- [Problem requirements]:
Set every record down again, identical to the original.

Stored data
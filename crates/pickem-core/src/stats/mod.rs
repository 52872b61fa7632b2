pub mod awards;
pub mod cache;
pub mod eligibility;
pub mod leaderboard;
pub mod season;

pub use awards::{Award, SeasonWinner};
pub use cache::{Invalidation, StatsCache};
pub use eligibility::{Eligibility, EligibilityTable, SnapshotRow};
pub use leaderboard::{LeaderboardEntry, WeekEntry};
pub use season::{SeasonStats, StatsWindow};
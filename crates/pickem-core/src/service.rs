// League service: the entry point for every write (picks, game states,
// scoring, milestones) and every cached read (stats, leaderboards).

use anyhow::{Context, Result};
use chrono::{DateTime, Utc};
use serde_json::json;
use tokio::sync::broadcast;
use tracing::{debug, info, warn};

use crate::config::LeagueConfig;
use crate::db::{Database, PickWrite};
use crate::events::{EventBus, LeagueEvent};
use crate::league::{
    GameId, GameStatus, Group, GroupId, NewPick, Pick, Scope, Season, SeasonId, TeamId, User,
    UserId, Week,
};
use crate::rules::admin::{AdminAction, AdminError, AdminOverride, PICK_OVERRIDE};
use crate::rules::validator::{
    self, Candidate, PickContext, PickPlan, PriorPick, Rejection, Verdict,
};
use crate::scoring::{self, ScoreReport};
use crate::stats::awards::awards_for;
use crate::stats::eligibility::{finalists, snapshot_rows, EligibilityTable};
use crate::stats::leaderboard::{rank_season, rank_week, LeaderboardEntry, WeekEntry};
use crate::stats::season::{self as season_stats, SeasonStats, StatsWindow};
use crate::stats::{Invalidation, StatsCache};

/// League-wide knobs the service needs at runtime.
#[derive(Debug, Clone, Copy, PartialEq, Eq)]
pub struct LeagueRules {
    pub playoff_qualifiers: usize,
    pub final_qualifiers: usize,
    pub max_group_members: usize,
}

impl From<&LeagueConfig> for LeagueRules {
    fn from(league: &LeagueConfig) -> Self {
        Self {
            playoff_qualifiers: league.playoff_qualifiers,
            final_qualifiers: league.final_qualifiers,
            max_group_members: league.max_group_members,
        }
    }
}

/// A user's selection, made inside a group or outside any group.
#[derive(Debug, Clone, Copy, PartialEq, Eq)]
pub struct PickRequest {
    pub user_id: UserId,
    pub game_id: GameId,
    pub team_id: TeamId,
    pub group_id: Option<GroupId>,
}

#[derive(Debug, Clone, PartialEq)]
pub enum Submission {
    Saved(Pick),
    Rejected(Rejection),
}

/// What `record_game_state` did with a reported state.
#[derive(Debug, Clone, Copy, PartialEq, Eq)]
pub struct GameChange {
    pub game_id: GameId,
    pub week: Week,
    pub from: GameStatus,
    pub to: GameStatus,
    pub score_changed: bool,
    /// False when the report was a no-op or an ignored regression.
    pub applied: bool,
}

impl GameChange {
    pub fn became_final(&self) -> bool {
        self.applied && self.from != GameStatus::Final && self.to == GameStatus::Final
    }
}

#[derive(Debug, Clone, PartialEq, Eq)]
pub enum JoinOutcome {
    Joined(Group),
    AlreadyMember(Group),
    UnknownCode,
    GroupInactive,
    GroupFull,
}

#[derive(Debug, Clone, Copy, PartialEq, Eq)]
pub enum LeaveOutcome {
    Left,
    NotAMember,
    /// The user is the group's only active admin and must hand over first.
    LastAdmin,
}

- [Exercise output]:
filename crates/pickem-core/src/stats/mod.rs
repository 52872b61fa7632b2
pub mod awards;
pub mod cache;
pub mod eligibility;
pub mod leaderboard;
pub mod season;

pub use awards::{Award, SeasonWinner};
pub use cache::{Invalidation, StatsCache};
pub use eligibility::{Eligibility, EligibilityTable, SnapshotRow};
pub use leaderboard::{LeaderboardEntry, WeekEntry};
pub use season::{SeasonStats, StatsWindow};
filename crates/pickem-core/src/service.rs
// League service: the entry point for every write (picks, game states,
// scoring, milestones) and every cached read (stats, leaderboards).

use anyhow::{Context, Result};
use chrono::{DateTime, Utc};
use serde_json::json;
use tokio::sync::broadcast;
use tracing::{debug, info, warn};

use crate::config::LeagueConfig;
use crate::db::{Database, PickWrite};
use crate::events::{EventBus, LeagueEvent};
use crate::league::{
    GameId, GameStatus, Group, GroupId, NewPick, Pick, Scope, Season, SeasonId, TeamId, User,
    UserId, Week,
};
use crate::rules::admin::{AdminAction, AdminError, AdminOverride, PICK_OVERRIDE};
use crate::rules::validator::{
    self, Candidate, PickContext, PickPlan, PriorPick, Rejection, Verdict,
};
use crate::scoring::{self, ScoreReport};
use crate::stats::awards::awards_for;
use crate::stats::eligibility::{finalists, snapshot_rows, EligibilityTable};
use crate::stats::leaderboard::{rank_season, rank_week, LeaderboardEntry, WeekEntry};
use crate::stats::season::{self as season_stats, SeasonStats, StatsWindow};
use crate::stats::{Invalidation, StatsCache};

/// League-wide knobs the service needs at runtime.
#[derive(Debug, Clone, Copy, PartialEq, Eq)]
pub struct LeagueRules {
    pub playoff_qualifiers: usize,
    pub final_qualifiers: usize,
    pub max_group_members: usize,
}

impl From<&LeagueConfig> for LeagueRules {
    fn from(league: &LeagueConfig) -> Self {
        Self {
            playoff_qualifiers: league.playoff_qualifiers,
            final_qualifiers: league.final_qualifiers,
            max_group_members: league.max_group_members,
        }
    }
}

/// A user's selection, made inside a group or outside any group.
#[derive(Debug, Clone, Copy, PartialEq, Eq)]
pub struct PickRequest {
    pub user_id: UserId,
    pub game_id: GameId,
    pub team_id: TeamId,
    pub group_id: Option<GroupId>,
}

#[derive(Debug, Clone, PartialEq)]
pub enum Submission {
    Saved(Pick),
    Rejected(Rejection),
}

/// What `record_game_state` did with a reported state.
#[derive(Debug, Clone, Copy, PartialEq, Eq)]
pub struct GameChange {
    pub game_id: GameId,
    pub week: Week,
    pub from: GameStatus,
    pub to: GameStatus,
    pub score_changed: bool,
    /// False when the report was a no-op or an ignored regression.
    pub applied: bool,
}

impl GameChange {
    pub fn became_final(&self) -> bool {
        self.applied && self.from != GameStatus::Final && self.to == GameStatus::Final
    }
}

#[derive(Debug, Clone, PartialEq, Eq)]
pub enum JoinOutcome {
    Joined(Group),
    AlreadyMember(Group),
    UnknownCode,
    GroupInactive,
    GroupFull,
}

#[derive(Debug, Clone, Copy, PartialEq, Eq)]
pub enum LeaveOutcome {
    Left,
    NotAMember,
    /// The user is the group's only active admin and must hand over first.
    LastAdmin,
}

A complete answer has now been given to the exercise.